И вот тут Совет с первых же шагов начал снижать этот подъём, подменяя возвышенные побуждения эгоистическими.
Временное правительство в ответ на вопрос крестьян о земле говорило, что решать его - дело Учредительного собрания. Совет же, разжигая страсти, требовал, чтобы уже теперь этот вопрос получил разрешение.
Ситуация осложнялась тем, что членам Совета было несравненно легче отстаивать свои положения, чем членам Думы и правительства. Например, когда Родзянко звал защищать родную землю от врага, ему одиночные голоса из толпы кричали:
- Это правильно, что Родзянко призывает защищать родную землю, потому у него этой земли тысяч пять десятин, а у нашего брата и по десятине нет.
Положение членов Совета было коварно удобно в этом отношении, так как ни земли, ни фабрик у них не было, а у тех, кому приходилось защищать революцию от демагогии и звать народ к подвигу и самоотречению во имя будущей светлой жизни, были или фабрики, или земля.

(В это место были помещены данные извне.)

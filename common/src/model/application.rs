use crate::schema::{FieldType, FormField};
use serde::{Deserialize, Serialize};
use serde_json::Value;
use std::collections::{BTreeMap, HashMap};
use std::fmt;
use std::str::FromStr;

/// Columns of the personal information step, in display order.
pub const PERSONAL_FIELDS: &[&str] = &[
    "first_name",
    "last_name",
    "email",
    "phone",
    "date_of_birth",
    "address",
    "city",
    "state",
    "zip",
];

pub const ACADEMIC_FIELDS: &[&str] = &["school", "graduation_year", "gpa", "major", "academic_level"];

pub const ESSAY_FIELDS: &[&str] = &[
    "career_goals",
    "financial_need",
    "community_involvement",
    "why_deserve_scholarship",
];

pub const ADDITIONAL_FIELDS: &[&str] = &["work_experience", "extracurricular_activities", "awards_and_honors"];

/// Every applicant-answered column of the flat application record.
pub const STANDARD_FIELDS: &[&str] = &[
    "first_name",
    "last_name",
    "email",
    "phone",
    "address",
    "city",
    "state",
    "zip",
    "date_of_birth",
    "school",
    "graduation_year",
    "gpa",
    "major",
    "academic_level",
    "career_goals",
    "financial_need",
    "community_involvement",
    "why_deserve_scholarship",
    "work_experience",
    "extracurricular_activities",
    "awards_and_honors",
];

pub fn is_standard_field(name: &str) -> bool {
    STANDARD_FIELDS.contains(&name)
}

#[derive(Debug, Clone, Copy, PartialEq, Eq, Hash, Serialize, Deserialize)]
#[serde(rename_all = "snake_case")]
pub enum AcademicLevel {
    HighSchool,
    Undergraduate,
    Graduate,
    Doctoral,
}

impl AcademicLevel {
    pub const ALL: [AcademicLevel; 4] = [
        AcademicLevel::HighSchool,
        AcademicLevel::Undergraduate,
        AcademicLevel::Graduate,
        AcademicLevel::Doctoral,
    ];

    pub fn as_str(&self) -> &'static str {
        match self {
            AcademicLevel::HighSchool => "high_school",
            AcademicLevel::Undergraduate => "undergraduate",
            AcademicLevel::Graduate => "graduate",
            AcademicLevel::Doctoral => "doctoral",
        }
    }
}

impl FromStr for AcademicLevel {
    type Err = String;

    fn from_str(s: &str) -> Result<Self, Self::Err> {
        let normalized = s.trim().to_lowercase().replace([' ', '-'], "_");
        AcademicLevel::ALL
            .into_iter()
            .find(|level| level.as_str() == normalized)
            .ok_or_else(|| format!("Invalid academic level '{}'", s.trim()))
    }
}

#[derive(Debug, Clone, Copy, Default, PartialEq, Eq, Hash, Serialize, Deserialize)]
#[serde(rename_all = "snake_case")]
pub enum ApplicationStatus {
    #[default]
    Draft,
    Submitted,
    UnderReview,
    Approved,
    Rejected,
    Awarded,
}

impl ApplicationStatus {
    pub const ALL: [ApplicationStatus; 6] = [
        ApplicationStatus::Draft,
        ApplicationStatus::Submitted,
        ApplicationStatus::UnderReview,
        ApplicationStatus::Approved,
        ApplicationStatus::Rejected,
        ApplicationStatus::Awarded,
    ];

    pub fn as_str(&self) -> &'static str {
        match self {
            ApplicationStatus::Draft => "draft",
            ApplicationStatus::Submitted => "submitted",
            ApplicationStatus::UnderReview => "under_review",
            ApplicationStatus::Approved => "approved",
            ApplicationStatus::Rejected => "rejected",
            ApplicationStatus::Awarded => "awarded",
        }
    }

    pub fn label(&self) -> &'static str {
        match self {
            ApplicationStatus::Draft => "Draft",
            ApplicationStatus::Submitted => "Submitted",
            ApplicationStatus::UnderReview => "Under Review",
            ApplicationStatus::Approved => "Approved",
            ApplicationStatus::Rejected => "Rejected",
            ApplicationStatus::Awarded => "Awarded",
        }
    }

    /// Whether the applicant may still overwrite the row through a draft save
    /// or a submission.
    pub fn is_applicant_editable(&self) -> bool {
        matches!(self, ApplicationStatus::Draft | ApplicationStatus::Submitted)
    }

    /// Admin review transitions. Awarding and removing an award go through
    /// their own operations since they also carry amount and date.
    pub fn can_transition_to(&self, next: ApplicationStatus) -> bool {
        use ApplicationStatus::*;
        matches!(
            (self, next),
            (Submitted, UnderReview)
                | (UnderReview, Approved)
                | (UnderReview, Rejected)
                | (Approved, Awarded)
                | (Awarded, Approved)
        )
    }
}

impl fmt::Display for ApplicationStatus {
    fn fmt(&self, f: &mut fmt::Formatter<'_>) -> fmt::Result {
        f.write_str(self.as_str())
    }
}

impl FromStr for ApplicationStatus {
    type Err = String;

    fn from_str(s: &str) -> Result<Self, Self::Err> {
        ApplicationStatus::ALL
            .into_iter()
            .find(|status| status.as_str() == s)
            .ok_or_else(|| format!("Unknown application status '{}'", s))
    }
}

/// The flat application record as stored and exchanged over the API.
///
/// Text columns default to empty strings; a draft may be persisted with any
/// subset filled. Answers to schema fields that are not standard columns live
/// in `custom_responses` keyed by field id.
#[derive(Debug, Clone, Default, PartialEq, Serialize, Deserialize)]
pub struct Application {
    #[serde(default, skip_serializing_if = "Option::is_none")]
    pub id: Option<String>,
    pub scholarship_id: String,
    #[serde(default)]
    pub applicant_id: Option<String>,
    #[serde(default)]
    pub first_name: String,
    #[serde(default)]
    pub last_name: String,
    #[serde(default)]
    pub email: String,
    #[serde(default)]
    pub phone: String,
    #[serde(default)]
    pub address: String,
    #[serde(default)]
    pub city: String,
    #[serde(default)]
    pub state: String,
    #[serde(default)]
    pub zip: String,
    #[serde(default)]
    pub date_of_birth: String,
    #[serde(default)]
    pub school: String,
    #[serde(default)]
    pub graduation_year: Option<i32>,
    #[serde(default)]
    pub gpa: Option<f64>,
    #[serde(default)]
    pub major: String,
    #[serde(default)]
    pub academic_level: Option<AcademicLevel>,
    #[serde(default)]
    pub career_goals: String,
    #[serde(default)]
    pub financial_need: String,
    #[serde(default)]
    pub community_involvement: String,
    #[serde(default)]
    pub why_deserve_scholarship: String,
    #[serde(default)]
    pub work_experience: String,
    #[serde(default)]
    pub extracurricular_activities: String,
    #[serde(default)]
    pub awards_and_honors: String,
    #[serde(default)]
    pub custom_responses: BTreeMap<String, Value>,
    #[serde(default)]
    pub status: ApplicationStatus,
    #[serde(default)]
    pub submitted_at: Option<String>,
    #[serde(default)]
    pub awarded_amount: Option<f64>,
    #[serde(default)]
    pub awarded_date: Option<String>,
    #[serde(default)]
    pub created_at: Option<String>,
    #[serde(default)]
    pub updated_at: Option<String>,
}

/// Raw string answers keyed by field name or custom field id, as edited in forms.
pub type FormValues = BTreeMap<String, String>;

impl Application {
    pub fn new(scholarship_id: impl Into<String>) -> Self {
        Self {
            scholarship_id: scholarship_id.into(),
            ..Default::default()
        }
    }

    pub fn full_name(&self) -> String {
        format!("{} {}", self.first_name.trim(), self.last_name.trim())
            .trim()
            .to_string()
    }

    fn text(&self, name: &str) -> Option<&str> {
        let column = match name {
            "first_name" => &self.first_name,
            "last_name" => &self.last_name,
            "email" => &self.email,
            "phone" => &self.phone,
            "address" => &self.address,
            "city" => &self.city,
            "state" => &self.state,
            "zip" => &self.zip,
            "date_of_birth" => &self.date_of_birth,
            "school" => &self.school,
            "major" => &self.major,
            "career_goals" => &self.career_goals,
            "financial_need" => &self.financial_need,
            "community_involvement" => &self.community_involvement,
            "why_deserve_scholarship" => &self.why_deserve_scholarship,
            "work_experience" => &self.work_experience,
            "extracurricular_activities" => &self.extracurricular_activities,
            "awards_and_honors" => &self.awards_and_honors,
            _ => return None,
        };
        Some(column.as_str())
    }

    fn text_mut(&mut self, name: &str) -> Option<&mut String> {
        let column = match name {
            "first_name" => &mut self.first_name,
            "last_name" => &mut self.last_name,
            "email" => &mut self.email,
            "phone" => &mut self.phone,
            "address" => &mut self.address,
            "city" => &mut self.city,
            "state" => &mut self.state,
            "zip" => &mut self.zip,
            "date_of_birth" => &mut self.date_of_birth,
            "school" => &mut self.school,
            "major" => &mut self.major,
            "career_goals" => &mut self.career_goals,
            "financial_need" => &mut self.financial_need,
            "community_involvement" => &mut self.community_involvement,
            "why_deserve_scholarship" => &mut self.why_deserve_scholarship,
            "work_experience" => &mut self.work_experience,
            "extracurricular_activities" => &mut self.extracurricular_activities,
            "awards_and_honors" => &mut self.awards_and_honors,
            _ => return None,
        };
        Some(column)
    }

    /// Current value of a standard column rendered as a form string, or `None`
    /// for names that are not standard columns.
    pub fn value(&self, name: &str) -> Option<String> {
        match name {
            "graduation_year" => Some(self.graduation_year.map(|y| y.to_string()).unwrap_or_default()),
            "gpa" => Some(self.gpa.map(|g| g.to_string()).unwrap_or_default()),
            "academic_level" => Some(
                self.academic_level
                    .map(|l| l.as_str().to_string())
                    .unwrap_or_default(),
            ),
            _ => self.text(name).map(str::to_string),
        }
    }

    /// Writes a raw form string into a standard column. Numeric and enum
    /// columns keep `None` when the input does not parse. Returns `false` when
    /// `name` is not a standard column.
    pub fn set_value(&mut self, name: &str, raw: &str) -> bool {
        match name {
            "graduation_year" => self.graduation_year = raw.trim().parse().ok(),
            "gpa" => self.gpa = raw.trim().parse().ok(),
            "academic_level" => self.academic_level = raw.parse().ok(),
            _ => match self.text_mut(name) {
                Some(column) => *column = raw.trim().to_string(),
                None => return false,
            },
        }
        true
    }

    /// Every standard column plus every custom response as form strings.
    pub fn form_values(&self) -> FormValues {
        let mut values: FormValues = STANDARD_FIELDS
            .iter()
            .filter_map(|name| self.value(name).map(|v| (name.to_string(), v)))
            .collect();
        for (id, value) in &self.custom_responses {
            values.insert(id.clone(), response_to_string(value));
        }
        values
    }

    /// Folds form strings back into the record. Non-standard keys become
    /// custom responses, typed after their field definition when one is known.
    pub fn apply_form_values(&mut self, values: &FormValues, definitions: &HashMap<String, FormField>) {
        for (name, raw) in values {
            if self.set_value(name, raw) {
                continue;
            }
            let value = match definitions.get(name).map(|f| f.field_type) {
                Some(FieldType::Checkbox) => Value::Bool(raw == "true"),
                Some(FieldType::Number) => raw
                    .trim()
                    .parse::<f64>()
                    .ok()
                    .and_then(serde_json::Number::from_f64)
                    .map(Value::Number)
                    .unwrap_or_else(|| Value::String(raw.clone())),
                _ => Value::String(raw.clone()),
            };
            self.custom_responses.insert(name.clone(), value);
        }
    }
}

fn response_to_string(value: &Value) -> String {
    match value {
        Value::Null => String::new(),
        Value::Bool(b) => b.to_string(),
        Value::Number(n) => n.to_string(),
        Value::String(s) => s.clone(),
        other => other.to_string(),
    }
}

Это незначительное обстоятельство роковым образом связывало руки тем, кто всю жизнь болел рабством народа и мечтал о его свободной, светлой жизни. И вот теперь свободная, светлая жизнь началась, началась почти бескровно, и как раз наступило время протянуть народу братские руки, но эти руки у всех были заняты - у кого землёй, у кого фабриками. И если весь народ целиком ещё деликатно молчал об этом, зато самозванцы, которых никто не приглашал и не выбирал, начинали уже разжигать в нём скверные эгоистические инстинкты зависти, жадности и злобы из-за этой несчастной земли и фабрик. И всё чаще и чаще, пока, правда, одиночные, раздавались из толпы по адресу оратора напоминания то о количестве земли у него, то о количестве миллионов, которые утроились за время войны.
Члены правительства и думские вожди потому не только не оспаривали право общения с массами у членов Совета, но были даже рады, что они заменяют их в этой неприятной и совершенно непредвиденной революционной обязанности.